This is about dealing with the fact that multiple instances of the Search Update Pipeline run in different DCs. As of now, each DC has its own kafka-main cluster, and elasticsearch cluster. However, kafka messages are replicated between DCs by MirrorMaker. This leads to duplicate events:
- Topic codfw.page_chage contains a message (codfw_page_change_0) which is processed by the codfw aggregator and results in another message (codfw_cirrus_update_0) on topic codfw.cirrus_update
- codfw_page_change_0 is replicated to eqiad ad codfw_page_change_0' and processed by the eqiad aggregator that produces eqiad_cirrus_update_0 on topic eqiad.cirrus_update
- codfw_cirrus_update_0 is replicated to eqiad as codfw_cirrus_update_0'
- eqiad_cirrus_update_0 is replicated to codfw as equiad_cirrus_update_0'
- As a result each indexer sees two messages for the same event (page 0 changed)
As discussed in T341625, we use the following approach (decision record):
- Primary events (anything consumed by the first step, alias aggregator) are only consumed from local (non-replicated) topics.

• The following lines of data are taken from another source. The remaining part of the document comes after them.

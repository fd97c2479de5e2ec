//! Magnitude arithmetic on little-endian limb slices.
//!
//! Kernels take unsigned magnitudes and return freshly allocated,
//! normalized results. Signs are handled by callers. All buffers come from
//! [`buffer`], so exhausting memory surfaces as an error rather than an
//! abort. Not constant time.

use std::cmp::Ordering;

use crate::{
    error::{BigIntError, Result},
    mpi::{LIMB_BITS, Limb},
};

/// Zero-filled limb buffer of exactly `len` limbs.
pub(crate) fn buffer(len: usize) -> Result<Vec<Limb>> {
    let mut limbs = Vec::new();
    reserve(&mut limbs, len)?;
    limbs.resize(len, 0);
    Ok(limbs)
}

/// Reserve room for `additional` more limbs.
pub(crate) fn reserve(limbs: &mut Vec<Limb>, additional: usize) -> Result<()> {
    Ok(tessera_handle::allocator::try_reserve(limbs, additional)?)
}

/// Copy of `limbs` in a fallibly allocated buffer.
pub(crate) fn copy(limbs: &[Limb]) -> Result<Vec<Limb>> {
    let mut out = Vec::new();
    reserve(&mut out, limbs.len())?;
    out.extend_from_slice(limbs);
    Ok(out)
}

/// Remove trailing zero limbs.
pub(crate) fn trim(limbs: &mut Vec<Limb>) {
    let len = significant(limbs).len();
    limbs.truncate(len);
}

/// `limbs` without its trailing zero limbs.
pub(crate) fn significant(limbs: &[Limb]) -> &[Limb] {
    let len = limbs.iter().rposition(|&limb| limb != 0).map_or(0, |top| top + 1);
    &limbs[..len]
}

/// Number of significant bits.
pub(crate) fn bit_len(limbs: &[Limb]) -> usize {
    let limbs = significant(limbs);
    match limbs.last() {
        Some(&top) => limbs.len() * LIMB_BITS - top.leading_zeros() as usize,
        None => 0,
    }
}

/// Compare two magnitudes.
pub(crate) fn cmp(a: &[Limb], b: &[Limb]) -> Ordering {
    let (a, b) = (significant(a), significant(b));
    a.len().cmp(&b.len()).then_with(|| a.iter().rev().cmp(b.iter().rev()))
}

/// `a + b`.
pub(crate) fn add(a: &[Limb], b: &[Limb]) -> Result<Vec<Limb>> {
    let (long, short) = if a.len() >= b.len() { (a, b) } else { (b, a) };
    let mut out = buffer(long.len() + 1)?;

    let mut carry = false;
    for (i, &limb) in long.iter().enumerate() {
        let (sum, c1) = limb.overflowing_add(short.get(i).copied().unwrap_or(0));
        let (sum, c2) = sum.overflowing_add(Limb::from(carry));
        out[i] = sum;
        carry = c1 || c2;
    }
    out[long.len()] = Limb::from(carry);

    trim(&mut out);
    Ok(out)
}

/// `a - b`; requires `a >= b`.
pub(crate) fn sub(a: &[Limb], b: &[Limb]) -> Result<Vec<Limb>> {
    let b = significant(b);
    if b.len() > a.len() {
        return Err(BigIntError::backend("sub"));
    }

    let mut out = buffer(a.len())?;
    let mut borrow = false;
    for (i, &limb) in a.iter().enumerate() {
        let (diff, b1) = limb.overflowing_sub(b.get(i).copied().unwrap_or(0));
        let (diff, b2) = diff.overflowing_sub(Limb::from(borrow));
        out[i] = diff;
        borrow = b1 || b2;
    }

    if borrow {
        return Err(BigIntError::backend("sub"));
    }

    trim(&mut out);
    Ok(out)
}

/// `a * b` by schoolbook multiplication.
pub(crate) fn mul(a: &[Limb], b: &[Limb]) -> Result<Vec<Limb>> {
    let (a, b) = (significant(a), significant(b));
    if a.is_empty() || b.is_empty() {
        return Ok(Vec::new());
    }

    let mut out = buffer(a.len() + b.len())?;
    for (i, &x) in a.iter().enumerate() {
        let mut carry: u128 = 0;
        for (j, &y) in b.iter().enumerate() {
            let t = u128::from(x) * u128::from(y) + u128::from(out[i + j]) + carry;
            out[i + j] = t as Limb;
            carry = t >> LIMB_BITS;
        }
        out[i + b.len()] = carry as Limb;
    }

    trim(&mut out);
    Ok(out)
}

/// Truncating division: returns `(u / v, u % v)`.
pub(crate) fn div_rem(u: &[Limb], v: &[Limb]) -> Result<(Vec<Limb>, Vec<Limb>)> {
    let (u, v) = (significant(u), significant(v));

    let Some(&divisor_top) = v.last() else {
        return Err(BigIntError::DivisionByZero);
    };

    if cmp(u, v) == Ordering::Less {
        return Ok((Vec::new(), copy(u)?));
    }

    if v.len() == 1 {
        let mut quotient = copy(u)?;
        let remainder = div_rem_small_in_place(&mut quotient, divisor_top)?;
        let remainder = if remainder == 0 { Vec::new() } else { copy(&[remainder])? };
        return Ok((quotient, remainder));
    }

    knuth_div_rem(u, v)
}

/// Knuth, TAOCP vol. 2, 4.3.1 Algorithm D. Requires `v.len() >= 2` and
/// `u >= v`, both normalized.
fn knuth_div_rem(u: &[Limb], v: &[Limb]) -> Result<(Vec<Limb>, Vec<Limb>)> {
    const BASE: u128 = 1 << LIMB_BITS;

    let n = v.len();
    let m = u.len() - n;
    let shift = v[n - 1].leading_zeros();

    // D1: normalize so the divisor's top bit is set
    let vn = shift_left_within(v, shift, n)?;
    let mut un = shift_left_within(u, shift, u.len() + 1)?;
    let mut quotient = buffer(m + 1)?;

    let v_top = u128::from(vn[n - 1]);
    let v_next = u128::from(vn[n - 2]);

    for j in (0..=m).rev() {
        // D3: estimate the quotient digit
        let numerator = (u128::from(un[j + n]) << LIMB_BITS) | u128::from(un[j + n - 1]);
        let mut q_hat = numerator / v_top;
        let mut r_hat = numerator % v_top;

        while q_hat >= BASE || q_hat * v_next > ((r_hat << LIMB_BITS) | u128::from(un[j + n - 2])) {
            q_hat -= 1;
            r_hat += v_top;
            if r_hat >= BASE {
                break;
            }
        }

        // D4: multiply and subtract
        let mut borrow: i128 = 0;
        let mut carry: u128 = 0;
        for i in 0..n {
            let product = q_hat * u128::from(vn[i]) + carry;
            carry = product >> LIMB_BITS;
            let t = i128::from(un[i + j]) - borrow - i128::from(product as Limb);
            un[i + j] = t as Limb;
            borrow = i128::from(t < 0);
        }
        let t = i128::from(un[j + n]) - borrow - carry as i128;
        un[j + n] = t as Limb;

        // D5/D6: the estimate was one too large, add the divisor back
        if t < 0 {
            if q_hat == 0 {
                return Err(BigIntError::backend("div_rem"));
            }
            q_hat -= 1;
            let mut carry: u128 = 0;
            for i in 0..n {
                let sum = u128::from(un[i + j]) + u128::from(vn[i]) + carry;
                un[i + j] = sum as Limb;
                carry = sum >> LIMB_BITS;
            }
            un[j + n] = un[j + n].wrapping_add(carry as Limb);
        }

        quotient[j] = q_hat as Limb;
    }

    // D8: unnormalize the remainder
    let mut remainder = shift_right_within(&un[..n], shift)?;
    trim(&mut quotient);
    trim(&mut remainder);
    Ok((quotient, remainder))
}

/// `limbs << shift` for `shift < LIMB_BITS`, into a buffer of `len` limbs.
fn shift_left_within(limbs: &[Limb], shift: u32, len: usize) -> Result<Vec<Limb>> {
    let mut out = buffer(len)?;
    let mut carry: Limb = 0;
    for (i, &limb) in limbs.iter().enumerate() {
        out[i] = (limb << shift) | carry;
        carry = if shift == 0 { 0 } else { limb >> (LIMB_BITS as u32 - shift) };
    }
    if let Some(slot) = out.get_mut(limbs.len()) {
        *slot = carry;
    }
    Ok(out)
}

/// `limbs >> shift` for `shift < LIMB_BITS`.
fn shift_right_within(limbs: &[Limb], shift: u32) -> Result<Vec<Limb>> {
    let mut out = buffer(limbs.len())?;
    for i in 0..limbs.len() {
        let high = match limbs.get(i + 1) {
            Some(&next) if shift != 0 => next << (LIMB_BITS as u32 - shift),
            _ => 0,
        };
        out[i] = (limbs[i] >> shift) | high;
    }
    Ok(out)
}

/// Divide in place by a single limb and return the remainder.
pub(crate) fn div_rem_small_in_place(limbs: &mut Vec<Limb>, divisor: Limb) -> Result<Limb> {
    if divisor == 0 {
        return Err(BigIntError::DivisionByZero);
    }

    let divisor = u128::from(divisor);
    let mut remainder: u128 = 0;
    for limb in limbs.iter_mut().rev() {
        let current = (remainder << LIMB_BITS) | u128::from(*limb);
        *limb = (current / divisor) as Limb;
        remainder = current % divisor;
    }

    trim(limbs);
    Ok(remainder as Limb)
}

/// `limbs = limbs * factor + addend`, in place.
pub(crate) fn mul_small_add_in_place(limbs: &mut Vec<Limb>, factor: Limb, addend: Limb) -> Result<()> {
    let mut carry = u128::from(addend);
    for limb in limbs.iter_mut() {
        let t = u128::from(*limb) * u128::from(factor) + carry;
        *limb = t as Limb;
        carry = t >> LIMB_BITS;
    }
    if carry != 0 {
        reserve(limbs, 1)?;
        limbs.push(carry as Limb);
    }
    trim(limbs);
    Ok(())
}

/// `a << bits`.
pub(crate) fn shl(a: &[Limb], bits: usize) -> Result<Vec<Limb>> {
    let a = significant(a);
    if a.is_empty() {
        return Ok(Vec::new());
    }

    let limb_shift = bits / LIMB_BITS;
    let bit_shift = (bits % LIMB_BITS) as u32;
    let len = limb_shift
        .checked_add(a.len() + 1)
        .ok_or(BigIntError::AllocationFailure { limbs: usize::MAX })?;

    let mut out = buffer(len)?;
    let shifted = shift_left_within(a, bit_shift, a.len() + 1)?;
    out[limb_shift..].copy_from_slice(&shifted);

    trim(&mut out);
    Ok(out)
}

/// `a >> bits`, truncating.
pub(crate) fn shr(a: &[Limb], bits: usize) -> Result<Vec<Limb>> {
    let a = significant(a);
    let limb_shift = bits / LIMB_BITS;
    if limb_shift >= a.len() {
        return Ok(Vec::new());
    }

    let mut out = shift_right_within(&a[limb_shift..], (bits % LIMB_BITS) as u32)?;
    trim(&mut out);
    Ok(out)
}

#[cfg(test)]
mod tests {
    use super::*;

    fn to_limbs(value: u128) -> Vec<Limb> {
        let mut limbs = vec![value as Limb, (value >> 64) as Limb];
        trim(&mut limbs);
        limbs
    }

    fn to_u128(limbs: &[Limb]) -> u128 {
        let limbs = significant(limbs);
        assert!(limbs.len() <= 2, "value does not fit in u128");
        limbs.iter().rev().fold(0u128, |acc, &limb| (acc << 64) | u128::from(limb))
    }

    #[test]
    fn add_carries_across_limbs() {
        let sum = add(&[Limb::MAX], &[1]).unwrap();
        assert_eq!(sum, vec![0, 1]);
    }

    #[test]
    fn sub_borrows_across_limbs() {
        let diff = sub(&[0, 1], &[1]).unwrap();
        assert_eq!(diff, vec![Limb::MAX]);
    }

    #[test]
    fn sub_underflow_is_backend_failure() {
        assert_eq!(sub(&[1], &[2]), Err(BigIntError::ArithmeticBackend { operation: "sub" }));
    }

    #[test]
    fn mul_matches_u128() {
        let a = 0xFFFF_FFFF_FFFF_FFFF_u128;
        let b = 0x1234_5678_9ABC_DEF0_u128;
        assert_eq!(to_u128(&mul(&to_limbs(a), &to_limbs(b)).unwrap()), a * b);
    }

    #[test]
    fn mul_by_zero_is_empty() {
        assert!(mul(&[5], &[]).unwrap().is_empty());
    }

    #[test]
    fn div_rem_single_limb() {
        let (q, r) = div_rem(&to_limbs(1_000_000_000_000_000_000), &[3]).unwrap();
        assert_eq!(to_u128(&q), 333_333_333_333_333_333);
        assert_eq!(to_u128(&r), 1);
    }

    #[test]
    fn div_rem_multi_limb_matches_u128() {
        let cases = [
            (u128::MAX, 0x1_0000_0000_0000_0001_u128),
            (0xDEAD_BEEF_0000_0000_CAFE_BABE_1234_5678, 0x1_FFFF_FFFF_FFFF_FFFF),
            (0x8000_0000_0000_0000_0000_0000_0000_0000, 0x8000_0000_0000_0000_0000_0000_0000_0001),
        ];

        for (u, v) in cases {
            let (q, r) = div_rem(&to_limbs(u), &to_limbs(v)).unwrap();
            assert_eq!(to_u128(&q), u / v, "quotient of {u:#x} / {v:#x}");
            assert_eq!(to_u128(&r), u % v, "remainder of {u:#x} % {v:#x}");
        }
    }

    #[test]
    fn div_rem_three_by_two_limbs() {
        // (2^128 + 5) * (2^64 + 7) + 11, divided by 2^64 + 7
        let divisor = to_limbs((1u128 << 64) + 7);
        let factor = vec![5, 0, 1];
        let product = mul(&factor, &divisor).unwrap();
        let dividend = add(&product, &[11]).unwrap();

        let (q, r) = div_rem(&dividend, &divisor).unwrap();
        assert_eq!(q, factor);
        assert_eq!(r, vec![11]);
    }

    #[test]
    fn div_by_zero() {
        assert_eq!(div_rem(&[1], &[]), Err(BigIntError::DivisionByZero));
        assert_eq!(div_rem_small_in_place(&mut vec![1], 0), Err(BigIntError::DivisionByZero));
    }

    #[test]
    fn smaller_dividend_is_remainder() {
        let (q, r) = div_rem(&[3], &[0, 1]).unwrap();
        assert!(q.is_empty());
        assert_eq!(r, vec![3]);
    }

    #[test]
    fn shifts_cross_limb_boundaries() {
        assert_eq!(shl(&[1], 64).unwrap(), vec![0, 1]);
        assert_eq!(shl(&[Limb::MAX], 4).unwrap(), vec![Limb::MAX << 4, 0xF]);
        assert_eq!(shr(&[0, 1], 1).unwrap(), vec![1 << 63]);
        assert!(shr(&[0, 1], 128).unwrap().is_empty());
    }

    #[test]
    fn huge_shift_reports_allocation_failure() {
        let result = shl(&[1], usize::MAX / 2);
        assert!(matches!(result, Err(BigIntError::AllocationFailure { .. })));
    }

    #[test]
    fn mul_small_add_grows() {
        let mut limbs = vec![Limb::MAX];
        mul_small_add_in_place(&mut limbs, 2, 3).unwrap();
        assert_eq!(to_u128(&limbs), u128::from(Limb::MAX) * 2 + 3);
    }

    #[test]
    fn bit_len_ignores_trailing_zero_limbs() {
        assert_eq!(bit_len(&[]), 0);
        assert_eq!(bit_len(&[1, 0]), 1);
        assert_eq!(bit_len(&[0, 1]), 65);
    }

    #[test]
    fn cmp_orders_by_value() {
        assert_eq!(cmp(&[1, 1], &[Limb::MAX]), Ordering::Greater);
        assert_eq!(cmp(&[5, 0], &[5]), Ordering::Equal);
        assert_eq!(cmp(&[], &[1]), Ordering::Less);
    }
}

- Update events (those produced by the aggregator) are consumed from both, local and replicated topics.
See also: context diagram
Suggested implementation
In org.wikimedia.discovery.cirrus.updater.consumer.graph.ConsumerGraphFactory#createDataStreamSource:
final List<String> topics = eventDataStreamFactory.getEventStreamFactory() .createEventStream(config.updateStream()).topics().stream().filter(predicate).collect( Collectors.toList()); KafkaSourceBuilder<Row> sourceBuilder = eventDataStreamFactory.kafkaSourceBuilder( config.updateStream(), config.kafkaSourceBootstrapServers(), config.kafkaSourceGroupId(), topics);
AC
- provide a configurable regex-based filter for kafka topics
- documentation of the above on the project page